Input for this task
=== Begin Enclosure ===
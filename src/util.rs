use std::hash::{BuildHasher, Hasher};

/// Compact row counts for the scrollback position label: `1234` becomes
/// `1.2k`, `2_500_000` becomes `2.5m`.
pub fn human_count(n: usize) -> String {
    if n >= 1_000_000 {
        let whole = n / 1_000_000;
        let tenth = (n % 1_000_000) / 100_000;
        if tenth == 0 {
            format!("{}m", whole)
        } else {
            format!("{}.{}m", whole, tenth)
        }
    } else if n >= 1000 {
        let whole = n / 1000;
        let tenth = (n % 1000) / 100;
        if tenth == 0 {
            format!("{}k", whole)
        } else {
            format!("{}.{}k", whole, tenth)
        }
    } else {
        n.to_string()
    }
}

/// Cheap random hex token for temp-file names; seeded from the clock and
/// pid through the stdlib hasher, no RNG dependency needed.
pub fn hex_token() -> String {
    let s = std::collections::hash_map::RandomState::new();
    let mut h = s.build_hasher();
    h.write_u64(
        std::time::SystemTime::now()
            .duration_since(std::time::UNIX_EPOCH)
            .unwrap_or_default()
            .as_nanos() as u64,
    );
    h.write_u64(std::process::id() as u64);
    format!("{:08x}", h.finish() as u32)
}

/// Millisecond timestamp as lowercase hex, for the offload temp-file names.
pub fn hex_timestamp() -> String {
    let ms = std::time::SystemTime::now()
        .duration_since(std::time::UNIX_EPOCH)
        .unwrap_or_default()
        .as_millis() as u64;
    format!("{:x}", ms)
}

/// Expand the escapes accepted by `pane send --text`: `\n`, `\t` and `\\`.
/// Unknown escapes pass through verbatim.
pub fn unescape_text(input: &str) -> String {
    let mut out = String::with_capacity(input.len());
    let mut chars = input.chars();
    while let Some(ch) = chars.next() {
        if ch != '\\' {
            out.push(ch);
            continue;
        }
        match chars.next() {
            Some('n') => out.push('\n'),
            Some('t') => out.push('\t'),
            Some('\\') => out.push('\\'),
            Some(other) => {
                out.push('\\');
                out.push(other);
            }
            None => out.push('\\'),
        }
    }
    out
}

#[cfg(test)]
mod tests {
    use super::*;

    #[test]
    fn human_count_suffixes() {
        assert_eq!(human_count(999), "999");
        assert_eq!(human_count(1000), "1k");
        assert_eq!(human_count(1234), "1.2k");
        assert_eq!(human_count(1_000_000), "1m");
        assert_eq!(human_count(2_500_000), "2.5m");
    }

    #[test]
    fn unescape_known_sequences() {
        assert_eq!(unescape_text("ls -la\\n"), "ls -la\n");
        assert_eq!(unescape_text("a\\tb"), "a\tb");
        assert_eq!(unescape_text("c:\\\\dir"), "c:\\dir");
        assert_eq!(unescape_text("odd\\q"), "odd\\q");
    }

    #[test]
    fn hex_token_shape() {
        let t = hex_token();
        assert_eq!(t.len(), 8);
        assert!(t.chars().all(|c| c.is_ascii_hexdigit()));
    }
}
=== End Enclosure ===
Exercise objective
Look through the records above and please copy every line in which the string "becomes" occurs.

Answer space
/// Compact row counts for the scrollback position label: `1234` becomes
/// `1.2k`, `2_500_000` becomes `2.5m`.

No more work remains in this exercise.